Now, this would be disorienting if it weren’t for the fact that the Buddha promises that when you can let go of these activities, you’re actually more secure. In other words, you stop doing these things. In the beginning, you stop doing anything that gets in the way of the concentration or that would go against right view or the other factors of the path. Then finally, you start turning on the path itself, letting that go as well. Which means you end up not doing anything at all. No intentions in the present moment.

You realize that your intentions in the present moment are what has held everything together. And there’s an insight in the mind, a sense of dispassion for this whole process, that allows you to drop it, to stop it. When there’s no passion for the fabrications, you don’t do them anymore, so they all stop. That, the Buddha promises, is the end of action, but it’s also the beginning of true happiness.

The reason you know it was the end of action is because you’ve learned to be very, very sensitive to what you’re doing. You thought you were holding on to things, but you’re actually holding on to actions. The act of holding on, of repeating those actions again and again, is the real problem. What you’re doing is the problem.

This is why the Buddha really understood action, because he got to a point where there was no action. He was able to see that our karma in the present moment is what’s putting things together because he had stopped doing karma in the present moment. That’s when his experience opened up to the deathless.

So clinging is what you’re doing over and over and over again, like an addiction. Most of us are like addicts. We can’t imagine that if we stopped our addiction we could still be happy. But the Buddha stands as evidence: He stopped his addiction and he’s the happiest person around. Although that’s not quite right. He taught everybody how to be as happy as he is.

It takes a leap of faith to believe that you can stop your addiction and that there are people who have been able to stop their addictions and find true happiness.
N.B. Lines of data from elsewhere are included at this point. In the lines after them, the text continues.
//! Function catalog
//!
//! Case-insensitive name → vectorized function. Built-in math functions are
//! always present; the batch execution bridge registers the distance
//! function alongside them.

use super::expr::as_f64;
use crate::{Error, Result};
use arrow::array::{ArrayRef, Float64Array};
use arrow::compute::kernels::arity::binary;
use arrow::datatypes::{DataType, Float64Type};
use rustc_hash::FxHashMap;
use std::sync::Arc;

/// Declared argument and result types of a function
#[derive(Debug, Clone, PartialEq, Eq)]
pub enum Signature {
    /// Exactly these argument types
    Exact(Vec<DataType>),
    /// At least `min` arguments of one type
    Variadic {
        /// Argument type
        arg: DataType,
        /// Minimum argument count
        min: usize,
    },
}

impl Signature {
    /// `n` `Float64` arguments
    #[must_use]
    pub fn float64(n: usize) -> Self {
        Self::Exact(vec![DataType::Float64; n])
    }

    /// True if a call with `n` arguments is well-formed
    #[must_use]
    pub fn accepts(&self, n: usize) -> bool {
        match self {
            Self::Exact(args) => args.len() == n,
            Self::Variadic { min, .. } => n >= *min,
        }
    }

    fn describe(&self) -> String {
        match self {
            Self::Exact(args) => format!("{} argument(s)", args.len()),
            Self::Variadic { min, .. } => format!("at least {min} argument(s)"),
        }
    }
}

/// Function that maps whole columns to a whole column
pub trait VectorizedFunction: Send + Sync {
    /// Name the function is registered under
    fn name(&self) -> &str;

    /// Declared argument types
    fn signature(&self) -> Signature;

    /// Result type
    fn return_type(&self) -> DataType {
        DataType::Float64
    }

    /// Apply to one batch of argument columns (all of equal length)
    ///
    /// # Errors
    /// Implementation-defined; surfaced to the query caller unchanged
    fn invoke(&self, args: &[ArrayRef]) -> Result<ArrayRef>;
}

#[derive(Clone, Copy)]
enum MathKind {
    Unary(fn(f64) -> f64),
    Binary(fn(f64, f64) -> f64),
    Fold(fn(f64, f64) -> f64),
}

/// Built-in `f64` math function
struct MathFunction {
    name: &'static str,
    kind: MathKind,
}

impl VectorizedFunction for MathFunction {
    fn name(&self) -> &str {
        self.name
    }

    fn signature(&self) -> Signature {
        match self.kind {
            MathKind::Unary(_) => Signature::float64(1),
            MathKind::Binary(_) => Signature::float64(2),
            MathKind::Fold(_) => Signature::Variadic {
                arg: DataType::Float64,
                min: 1,
            },
        }
    }

    fn invoke(&self, args: &[ArrayRef]) -> Result<ArrayRef> {
        if !self.signature().accepts(args.len()) {
            return Err(Error::InvalidInput(format!(
                "function {} called with {} argument(s)",
                self.name,
                args.len()
            )));
        }
        let out: Float64Array = match self.kind {
            MathKind::Unary(f) => as_f64(&args[0], self.name)?.unary::<_, Float64Type>(f),
            MathKind::Binary(f) => {
                binary(as_f64(&args[0], self.name)?, as_f64(&args[1], self.name)?, f)?
            }
            MathKind::Fold(f) => {
                let mut acc = as_f64(&args[0], self.name)?.clone();
                for arg in &args[1..] {
                    acc = binary(&acc, as_f64(arg, self.name)?, f)?;
                }
                acc
            }
        };
        Ok(Arc::new(out))
    }
}

fn least(a: f64, b: f64) -> f64 {
    if a.is_nan() || b.is_nan() {
        f64::NAN
    } else {
        a.min(b)
    }
}

fn greatest(a: f64, b: f64) -> f64 {
    if a.is_nan() || b.is_nan() {
        f64::NAN
    } else {
        a.max(b)
    }
}

const BUILTINS: [(&str, MathKind); 12] = [
    ("radians", MathKind::Unary(f64::to_radians)),
    ("degrees", MathKind::Unary(f64::to_degrees)),
    ("sin", MathKind::Unary(f64::sin)),
    ("cos", MathKind::Unary(f64::cos)),
    ("asin", MathKind::Unary(f64::asin)),
    ("sqrt", MathKind::Unary(f64::sqrt)),
    ("abs", MathKind::Unary(f64::abs)),
    ("pow", MathKind::Binary(f64::powf)),
    ("power", MathKind::Binary(f64::powf)),
    ("atan2", MathKind::Binary(f64::atan2)),
    ("least", MathKind::Fold(least)),
    ("greatest", MathKind::Fold(greatest)),
];

/// Registered functions, keyed by lower-cased name
pub struct FunctionCatalog {
    functions: FxHashMap<String, Arc<dyn VectorizedFunction>>,
}

impl FunctionCatalog {
    /// Catalog without any function
    #[must_use]
    pub fn empty() -> Self {
        Self {
            functions: FxHashMap::default(),
        }
    }

    /// Catalog with the built-in math functions
    ///
    /// `least`/`greatest` return NULL if any argument is NULL and NaN if any
    /// argument is NaN, so a missing coordinate never turns into a bound.
    #[must_use]
    pub fn with_builtins() -> Self {
        let mut catalog = Self::empty();
        for (name, kind) in BUILTINS {
            catalog
                .functions
                .insert(name.to_string(), Arc::new(MathFunction { name, kind }));
        }
        catalog
    }

    /// Register a function under its own name
    ///
    /// # Errors
    /// Returns `InvalidInput` if the name is taken or the signature declares
    /// no arguments
    pub fn register(&mut self, function: Arc<dyn VectorizedFunction>) -> Result<()> {
        let key = function.name().to_lowercase();
        if key.is_empty() {
            return Err(Error::InvalidInput("function name must not be empty".to_string()));
        }
        if let Signature::Exact(args) = function.signature() {
            if args.is_empty() {
                return Err(Error::InvalidInput(format!(
                    "function {key} must declare at least one argument"
                )));
            }
        }
        if self.functions.contains_key(&key) {
            return Err(Error::InvalidInput(format!(
                "function {key} is already registered"
            )));
        }

        tracing::debug!(function = %key, signature = ?function.signature(), "registered function");
        self.functions.insert(key, function);
        Ok(())
    }

    /// Look up a function (case-insensitive)
    #[must_use]
    pub fn get(&self, name: &str) -> Option<&Arc<dyn VectorizedFunction>> {
        self.functions.get(&name.to_lowercase())
    }

    /// Resolve `name` and check that it accepts `arity` arguments
    ///
    /// # Errors
    /// Returns `InvalidInput` for unknown functions or wrong arity
    pub fn check_call(&self, name: &str, arity: usize) -> Result<&Arc<dyn VectorizedFunction>> {
        let function = self
            .get(name)
            .ok_or_else(|| Error::InvalidInput(format!("Unknown function: {name}")))?;
        let signature = function.signature();
        if !signature.accepts(arity) {
            return Err(Error::InvalidInput(format!(
                "function {name} expects {}, got {arity}",
                signature.describe()
            )));
        }
        Ok(function)
    }

    /// Registered names, sorted
    #[must_use]
    pub fn names(&self) -> Vec<&str> {
        let mut names: Vec<&str> = self.functions.keys().map(String::as_str).collect();
        names.sort_unstable();
        names
    }
}

impl Default for FunctionCatalog {
    fn default() -> Self {
        Self::with_builtins()
    }
}
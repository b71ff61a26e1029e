//! Compute backends for the distance function
//!
//! Every backend realizes [`crate::formula::haversine`] under one of two call
//! shapes:
//! - [`ScalarKernel`]: one call per row, adapted to batches by the dispatcher
//! - [`BatchKernel`]: one call per [`ColumnBatch`], free to parallelize as long
//!   as output order matches input order
//!
//! Compiled backends build their artifact lazily through an [`ArtifactCache`]:
//! the first batch pays for compilation, every later batch reuses the result.

use crate::{Error, Result};
use std::fmt;
use std::str::FromStr;
use std::sync::atomic::{AtomicUsize, Ordering};
use std::sync::{Arc, Mutex, OnceLock};

pub mod interpreted;
#[cfg(feature = "jit")]
pub mod jit;
pub mod native;
pub mod registry;
pub mod vectorized;

pub use registry::{Dispatch, Registry};

/// Method identifiers known to the dispatcher
#[derive(Debug, Clone, Copy, PartialEq, Eq, Hash, PartialOrd, Ord)]
pub enum Method {
    /// Tree-walking interpreter, one row per call (baseline reference)
    Scalar,
    /// JIT-compiled single-row function
    ScalarCompiled,
    /// Chunked CPU loop, auto-vectorized, parallel across row ranges
    Vectorized,
    /// JIT-compiled loop over whole column buffers
    VectorizedCompiled,
    /// One GPU invocation per row
    Gpu,
    /// Precompiled kernel behind a versioned C ABI
    NativeFfi,
    /// Formula expressed in the engine's own SQL (no custom function)
    Sql,
}

impl Method {
    /// Every known method, in probe order
    pub const ALL: [Self; 7] = [
        Self::Scalar,
        Self::ScalarCompiled,
        Self::Vectorized,
        Self::VectorizedCompiled,
        Self::Gpu,
        Self::NativeFfi,
        Self::Sql,
    ];

    /// Identifier used on the command surface
    #[must_use]
    pub const fn as_str(self) -> &'static str {
        match self {
            Self::Scalar => "scalar",
            Self::ScalarCompiled => "scalar_compiled",
            Self::Vectorized => "vectorized",
            Self::VectorizedCompiled => "vectorized_compiled",
            Self::Gpu => "gpu",
            Self::NativeFfi => "native_ffi",
            Self::Sql => "sql",
        }
    }

    /// Calling convention of the backend behind this method
    #[must_use]
    pub const fn call_shape(self) -> CallShape {
        match self {
            Self::Scalar | Self::ScalarCompiled => CallShape::Scalar,
            Self::Vectorized | Self::VectorizedCompiled | Self::Gpu | Self::NativeFfi => {
                CallShape::Batch
            }
            Self::Sql => CallShape::Expression,
        }
    }
}

impl fmt::Display for Method {
    fn fmt(&self, f: &mut fmt::Formatter<'_>) -> fmt::Result {
        f.write_str(self.as_str())
    }
}

impl FromStr for Method {
    type Err = Error;

    fn from_str(s: &str) -> Result<Self> {
        Self::ALL
            .into_iter()
            .find(|m| m.as_str() == s)
            .ok_or_else(|| Error::UnknownMethod {
                method: s.to_string(),
                available: Self::ALL.map(Self::as_str).join(", "),
            })
    }
}

/// Calling convention of a backend
#[derive(Debug, Clone, Copy, PartialEq, Eq)]
pub enum CallShape {
    /// `(x0, y0, x1, y1) -> f64`, once per row
    Scalar,
    /// `(x0[], y0[], x1[], y1[]) -> f64[]`, once per batch
    Batch,
    /// Evaluated by the query engine itself
    Expression,
}

/// Static description of a backend and its runtime prerequisite
#[derive(Debug, Clone, Copy)]
pub struct BackendDescriptor {
    /// Method identifier
    pub method: Method,
    /// Calling convention
    pub call_shape: CallShape,
    /// Whether the prerequisite (GPU device, JIT target, ...) is present
    pub availability: fn() -> bool,
}

impl BackendDescriptor {
    /// Descriptor using the method's default call shape
    #[must_use]
    pub const fn new(method: Method, availability: fn() -> bool) -> Self {
        Self {
            method,
            call_shape: method.call_shape(),
            availability,
        }
    }

    /// Run the availability probe
    #[must_use]
    pub fn is_available(&self) -> bool {
        (self.availability)()
    }
}

/// Borrowed view of one batch of coordinate pairs
///
/// Four contiguous `f64` columns of equal length, usually pointing straight
/// into the engine's Arrow value buffers.
///
/// Fields are private: [`ColumnBatch::try_new`] is the only constructor, so
/// every batch a kernel sees has four columns of exactly [`ColumnBatch::len`]
/// rows. Kernels that hand raw pointers to compiled or foreign code rely on it.
///
/// ```compile_fail
/// use haversine_udf::backend::ColumnBatch;
/// let short = [0.0];
/// let long = [0.0; 4];
/// let _ = ColumnBatch { x0: &long, y0: &long, x1: &long, y1: &short };
/// ```
#[derive(Debug, Clone, Copy)]
pub struct ColumnBatch<'a> {
    x0: &'a [f64],
    y0: &'a [f64],
    x1: &'a [f64],
    y1: &'a [f64],
}

impl<'a> ColumnBatch<'a> {
    /// Create a batch view, checking the equal-length contract
    ///
    /// # Errors
    /// Returns `DataShapeError` if the four columns differ in length
    pub fn try_new(x0: &'a [f64], y0: &'a [f64], x1: &'a [f64], y1: &'a [f64]) -> Result<Self> {
        let len = x0.len();
        if y0.len() != len || x1.len() != len || y1.len() != len {
            return Err(Error::DataShapeError(format!(
                "column lengths differ: x0={}, y0={}, x1={}, y1={}",
                x0.len(),
                y0.len(),
                x1.len(),
                y1.len()
            )));
        }
        Ok(Self { x0, y0, x1, y1 })
    }

    /// Longitudes of point A
    #[must_use]
    pub const fn x0(&self) -> &'a [f64] {
        self.x0
    }

    /// Latitudes of point A
    #[must_use]
    pub const fn y0(&self) -> &'a [f64] {
        self.y0
    }

    /// Longitudes of point B
    #[must_use]
    pub const fn x1(&self) -> &'a [f64] {
        self.x1
    }

    /// Latitudes of point B
    #[must_use]
    pub const fn y1(&self) -> &'a [f64] {
        self.y1
    }

    /// Check that `out` has one slot per row
    ///
    /// # Errors
    /// Returns `DataShapeError` if `out.len() != self.len()`
    pub fn check_output(&self, out: &[f64]) -> Result<()> {
        if out.len() == self.len() {
            Ok(())
        } else {
            Err(Error::DataShapeError(format!(
                "output length {} != batch length {}",
                out.len(),
                self.len()
            )))
        }
    }

    /// Number of rows
    #[must_use]
    pub const fn len(&self) -> usize {
        self.x0.len()
    }

    /// True for a zero-row batch
    #[must_use]
    pub const fn is_empty(&self) -> bool {
        self.x0.is_empty()
    }

    /// Row `i` as a four-element array
    ///
    /// # Panics
    /// Panics if `i >= self.len()`
    #[inline]
    #[must_use]
    pub fn row(&self, i: usize) -> [f64; 4] {
        [self.x0[i], self.y0[i], self.x1[i], self.y1[i]]
    }

    /// Sub-range of rows `[start, start + len)`
    ///
    /// # Panics
    /// Panics if the range is out of bounds
    #[must_use]
    pub fn slice(&self, start: usize, len: usize) -> Self {
        let end = start + len;
        Self {
            x0: &self.x0[start..end],
            y0: &self.y0[start..end],
            x1: &self.x1[start..end],
            y1: &self.y1[start..end],
        }
    }
}

/// Row function handed out by a scalar kernel
pub type RowFn = Arc<dyn Fn(f64, f64, f64, f64) -> f64 + Send + Sync>;

/// Backend with the scalar call shape
pub trait ScalarKernel: Send + Sync {
    /// Method this kernel implements
    fn method(&self) -> Method;

    /// Obtain the per-row function, compiling it on first use
    ///
    /// # Errors
    /// Returns `CompilationFailure` if a compiled kernel cannot be built
    fn row_fn(&self) -> Result<RowFn>;
}

/// Backend with the batch call shape
pub trait BatchKernel: Send + Sync {
    /// Method this kernel implements
    fn method(&self) -> Method;

    /// Compute one distance per row into `out`
    ///
    /// `out.len()` equals `batch.len()`; `out[i]` must correspond to row `i`.
    ///
    /// # Errors
    /// Returns `CompilationFailure`, `DeviceError` or `DataShapeError`
    fn compute(&self, batch: &ColumnBatch<'_>, out: &mut [f64]) -> Result<()>;
}

/// Write-once cache for a compiled artifact
///
/// Compilation runs at most once per successful build; concurrent callers
/// block on the first build and then share the result. A failed build is not
/// cached, the error goes to the caller that triggered it.
pub struct ArtifactCache<T> {
    cell: OnceLock<Arc<T>>,
    init: Mutex<()>,
    compiles: AtomicUsize,
}

impl<T> ArtifactCache<T> {
    /// Create an empty cache
    #[must_use]
    pub const fn new() -> Self {
        Self {
            cell: OnceLock::new(),
            init: Mutex::new(()),
            compiles: AtomicUsize::new(0),
        }
    }

    /// Return the cached artifact or build it with `compile`
    ///
    /// # Errors
    /// Propagates the error returned by `compile`
    pub fn get_or_compile<F>(&self, compile: F) -> Result<Arc<T>>
    where
        F: FnOnce() -> Result<T>,
    {
        if let Some(artifact) = self.cell.get() {
            return Ok(Arc::clone(artifact));
        }

        let _guard = self
            .init
            .lock()
            .map_err(|_| Error::Other("artifact cache lock poisoned".to_string()))?;
        if let Some(artifact) = self.cell.get() {
            return Ok(Arc::clone(artifact));
        }

        self.compiles.fetch_add(1, Ordering::Relaxed);
        let artifact = Arc::new(compile()?);
        Ok(Arc::clone(self.cell.get_or_init(|| artifact)))
    }

    /// True once an artifact has been built
    #[must_use]
    pub fn is_compiled(&self) -> bool {
        self.cell.get().is_some()
    }

    /// Number of compilation attempts so far
    #[must_use]
    pub fn compile_count(&self) -> usize {
        self.compiles.load(Ordering::Relaxed)
    }
}

impl<T> Default for ArtifactCache<T> {
    fn default() -> Self {
        Self::new()
    }
}
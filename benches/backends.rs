//! Backend benchmarks: every available method, end to end and kernel only
//!
//! - `avg_distance`: full query (parse, morsels, bridge, AVG) per method
//! - `kernel`: one batch straight through each batch-shaped kernel
//!
//! Compiled backends are warmed up once so the artifact cache is hot.
//!
//! Run with: cargo bench --bench backends

use criterion::{black_box, criterion_group, criterion_main, BenchmarkId, Criterion, Throughput};
use haversine_udf::backend::{ColumnBatch, Method};
use haversine_udf::session::Session;
use haversine_udf::storage::StorageEngine;
use rand::rngs::StdRng;
use rand::{Rng, SeedableRng};

const SMALL_SIZE: usize = 10_000;
const LARGE_SIZE: usize = 1_000_000;

fn columns(rows: usize) -> [Vec<f64>; 4] {
    let mut rng = StdRng::seed_from_u64(42);
    let mut column = |lo: f64, hi: f64| (0..rows).map(|_| rng.gen_range(lo..hi)).collect::<Vec<f64>>();
    [column(-180.0, 180.0), column(-90.0, 90.0), column(-180.0, 180.0), column(-90.0, 90.0)]
}

fn bench_avg_distance(c: &mut Criterion) {
    let mut group = c.benchmark_group("avg_distance");
    group.sample_size(20);
    let session = Session::builder().build();

    for rows in [SMALL_SIZE, LARGE_SIZE] {
        let [x0, y0, x1, y1] = columns(rows);
        let storage = StorageEngine::from_columns(x0, y0, x1, y1).unwrap();
        group.throughput(Throughput::Elements(rows as u64));

        for method in session.available_methods() {
            session.calc(method.as_str(), &storage).unwrap();
            group.bench_with_input(BenchmarkId::new(method.as_str(), rows), &storage, |b, storage| {
                b.iter(|| session.calc(black_box(method.as_str()), black_box(storage)).unwrap());
            });
        }
    }

    group.finish();
}

fn bench_kernels(c: &mut Criterion) {
    let mut group = c.benchmark_group("kernel");
    let session = Session::builder().build();
    let [x0, y0, x1, y1] = columns(LARGE_SIZE);
    let batch = ColumnBatch::try_new(&x0, &y0, &x1, &y1).unwrap();
    let mut out = vec![0.0; LARGE_SIZE];
    group.throughput(Throughput::Elements(LARGE_SIZE as u64));

    for method in session.available_methods() {
        if *method == Method::Sql {
            continue;
        }
        let kernel = session.registry().kernel(*method).unwrap();
        kernel.compute(&batch, &mut out).unwrap();
        group.bench_function(method.as_str(), |b| {
            b.iter(|| kernel.compute(black_box(&batch), black_box(&mut out)).unwrap());
        });
    }

    group.finish();
}

criterion_group!(benches, bench_avg_distance, bench_kernels);
criterion_main!(benches);
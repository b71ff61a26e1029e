//! Backend registry and dispatcher
//!
//! Probed once at startup: every backend whose prerequisite is missing is
//! logged and left out. The string surface ends here; past [`Registry::dispatch`]
//! everything is a [`Method`] or a trait object.
//!
//! Kernel instances (and therefore their compiled-artifact caches) live as
//! long as the registry, so a compiled backend builds at most once per registry.

use super::interpreted::InterpretedKernel;
use super::native::{NativeKernel, NativeSource};
use super::vectorized::VectorizedKernel;
use super::{BackendDescriptor, BatchKernel, ColumnBatch, Method, ScalarKernel};
use crate::{Error, Result};
use rustc_hash::FxHashMap;
use std::sync::Arc;

/// What the bridge should do for a resolved method
#[derive(Clone)]
pub enum Dispatch {
    /// Register this kernel as the distance function
    Udf(Arc<dyn BatchKernel>),
    /// Evaluate the formula with the engine's own SQL functions
    NativeSql,
}

impl std::fmt::Debug for Dispatch {
    fn fmt(&self, f: &mut std::fmt::Formatter<'_>) -> std::fmt::Result {
        match self {
            Self::Udf(kernel) => f.debug_tuple("Udf").field(&kernel.method()).finish(),
            Self::NativeSql => f.write_str("NativeSql"),
        }
    }
}

/// Wraps a scalar kernel in a per-row loop so it has the batch call shape
pub struct ScalarAdapter {
    kernel: Arc<dyn ScalarKernel>,
}

impl ScalarAdapter {
    /// Adapt `kernel`
    #[must_use]
    pub fn new(kernel: Arc<dyn ScalarKernel>) -> Self {
        Self { kernel }
    }
}

impl BatchKernel for ScalarAdapter {
    fn method(&self) -> Method {
        self.kernel.method()
    }

    fn compute(&self, batch: &ColumnBatch<'_>, out: &mut [f64]) -> Result<()> {
        batch.check_output(out)?;
        let row = self.kernel.row_fn()?;
        for (i, slot) in out.iter_mut().enumerate() {
            let [x0, y0, x1, y1] = batch.row(i);
            *slot = row(x0, y0, x1, y1);
        }
        Ok(())
    }
}

const fn always() -> bool {
    true
}

fn jit_available() -> bool {
    #[cfg(feature = "jit")]
    {
        super::jit::is_available()
    }
    #[cfg(not(feature = "jit"))]
    {
        false
    }
}

fn gpu_available() -> bool {
    #[cfg(feature = "gpu")]
    {
        crate::gpu::is_available()
    }
    #[cfg(not(feature = "gpu"))]
    {
        false
    }
}

/// Descriptors for every backend this crate knows about
#[must_use]
pub fn default_descriptors() -> Vec<BackendDescriptor> {
    Method::ALL
        .into_iter()
        .map(|method| {
            let probe: fn() -> bool = match method {
                Method::ScalarCompiled | Method::VectorizedCompiled => jit_available,
                Method::Gpu => gpu_available,
                Method::Scalar | Method::Vectorized | Method::NativeFfi | Method::Sql => always,
            };
            BackendDescriptor::new(method, probe)
        })
        .collect()
}

fn build_kernel(method: Method, native: &NativeSource) -> Result<Option<Arc<dyn BatchKernel>>> {
    let kernel: Arc<dyn BatchKernel> = match method {
        Method::Scalar => Arc::new(ScalarAdapter::new(Arc::new(InterpretedKernel::new()))),
        #[cfg(feature = "jit")]
        Method::ScalarCompiled => Arc::new(ScalarAdapter::new(Arc::new(
            super::jit::CompiledScalarKernel::new(),
        ))),
        Method::Vectorized => Arc::new(VectorizedKernel::new()),
        #[cfg(feature = "jit")]
        Method::VectorizedCompiled => Arc::new(super::jit::CompiledVectorizedKernel::new()),
        #[cfg(feature = "gpu")]
        Method::Gpu => Arc::new(crate::gpu::GpuKernel::new()),
        Method::NativeFfi => Arc::new(NativeKernel::open(native)?),
        Method::Sql => return Ok(None),
        #[allow(unreachable_patterns)]
        _ => {
            return Err(Error::BackendUnavailable {
                method: method.to_string(),
                reason: "backend not compiled into this build".to_string(),
            })
        }
    };
    Ok(Some(kernel))
}

/// Method id → backend mapping for this process
pub struct Registry {
    available: Vec<Method>,
    kernels: FxHashMap<Method, Arc<dyn BatchKernel>>,
}

impl Registry {
    /// Probe every known backend on this host
    #[must_use]
    pub fn probe() -> Self {
        Self::from_descriptors(&default_descriptors())
    }

    /// Probe every known backend, taking `native_ffi` from `native`
    #[must_use]
    pub fn probe_with(native: &NativeSource) -> Self {
        Self::with_native(&default_descriptors(), native)
    }

    /// Build a registry from explicit descriptors
    ///
    /// Descriptors whose availability probe fails, or whose kernel cannot be
    /// constructed, are excluded with a warning.
    #[must_use]
    pub fn from_descriptors(descriptors: &[BackendDescriptor]) -> Self {
        Self::with_native(descriptors, &NativeSource::Linked)
    }

    /// Same as [`Registry::from_descriptors`] with an explicit native source
    ///
    /// A library that fails to load excludes `native_ffi`; it never falls
    /// back to the linked kernel.
    #[must_use]
    pub fn with_native(descriptors: &[BackendDescriptor], native: &NativeSource) -> Self {
        let mut available = Vec::with_capacity(descriptors.len());
        let mut kernels = FxHashMap::default();

        for descriptor in descriptors {
            let method = descriptor.method;
            if !descriptor.is_available() {
                tracing::warn!(method = %method, "backend prerequisite missing, excluded");
                continue;
            }
            match build_kernel(method, native) {
                Ok(Some(kernel)) => {
                    kernels.insert(method, kernel);
                }
                Ok(None) => {}
                Err(e) => {
                    tracing::warn!(method = %method, error = %e, "backend excluded");
                    continue;
                }
            }
            available.push(method);
        }
        available.sort_unstable();
        available.dedup();

        tracing::info!(
            methods = %available.iter().map(|m| m.as_str()).collect::<Vec<_>>().join(","),
            "backend registry ready"
        );

        Self { available, kernels }
    }

    /// Install `kernel` for its method, replacing the built-in one
    ///
    /// The method becomes available even if its probe failed.
    #[must_use]
    pub fn with_kernel(mut self, kernel: Arc<dyn BatchKernel>) -> Self {
        let method = kernel.method();
        tracing::info!(method = %method, "custom kernel installed");
        self.kernels.insert(method, kernel);
        if let Err(pos) = self.available.binary_search(&method) {
            self.available.insert(pos, method);
        }
        self
    }

    /// Methods selectable on this host, in canonical order
    #[must_use]
    pub fn available_methods(&self) -> &[Method] {
        &self.available
    }

    /// True if `method` passed its probe
    #[must_use]
    pub fn is_available(&self, method: Method) -> bool {
        self.available.binary_search(&method).is_ok()
    }

    fn available_list(&self) -> String {
        self.available
            .iter()
            .map(|m| m.as_str())
            .collect::<Vec<_>>()
            .join(", ")
    }

    /// Map an identifier to an available method
    ///
    /// # Errors
    /// - `UnknownMethod` if `id` names no backend
    /// - `BackendUnavailable` if the backend was excluded at startup
    pub fn resolve(&self, id: &str) -> Result<Method> {
        let method = id.parse::<Method>().map_err(|_| Error::UnknownMethod {
            method: id.to_string(),
            available: self.available_list(),
        })?;

        if !self.is_available(method) {
            return Err(Error::BackendUnavailable {
                method: method.to_string(),
                reason: format!(
                    "excluded at startup; available methods: {}",
                    self.available_list()
                ),
            });
        }
        Ok(method)
    }

    /// Resolve `id` to what the bridge should register
    ///
    /// # Errors
    /// Same as [`Registry::resolve`]
    pub fn dispatch(&self, id: &str) -> Result<Dispatch> {
        let method = self.resolve(id)?;
        let dispatch = if method == Method::Sql {
            Dispatch::NativeSql
        } else {
            Dispatch::Udf(self.kernel(method)?)
        };
        tracing::info!(method = %method, shape = ?method.call_shape(), "resolved method");
        Ok(dispatch)
    }

    /// Batch-shaped kernel for an available method
    ///
    /// # Errors
    /// Returns `BackendUnavailable` for unavailable methods and for `sql`,
    /// which has no kernel
    pub fn kernel(&self, method: Method) -> Result<Arc<dyn BatchKernel>> {
        self.kernels
            .get(&method)
            .cloned()
            .ok_or_else(|| Error::BackendUnavailable {
                method: method.to_string(),
                reason: "no batch kernel registered for this method".to_string(),
            })
    }
}

impl Default for Registry {
    fn default() -> Self {
        Self::probe()
    }
}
But what else is there? What other hope is there? We keep coming back, coming back, coming back, repeating, repeating, repeating, holding, holding, holding, as things keep falling apart, falling apart. Which do you want?

So in teaching us the path, the Buddha teaches us a new way to cling, but a way to cling that takes us to the end of clinging. We cling to the pleasure of concentration. We cling to right view. We cling to our precepts, to our practices of meditation, and to our healthy sense of self, that we’re capable of following this path and that we’ll benefit. But this is clinging for the end of clinging. That’s what makes it special: It takes us to something really special. We’re not learning just things as they are. We’re learning things as they can be. And that makes all the difference in the world, a difference that goes beyond the world.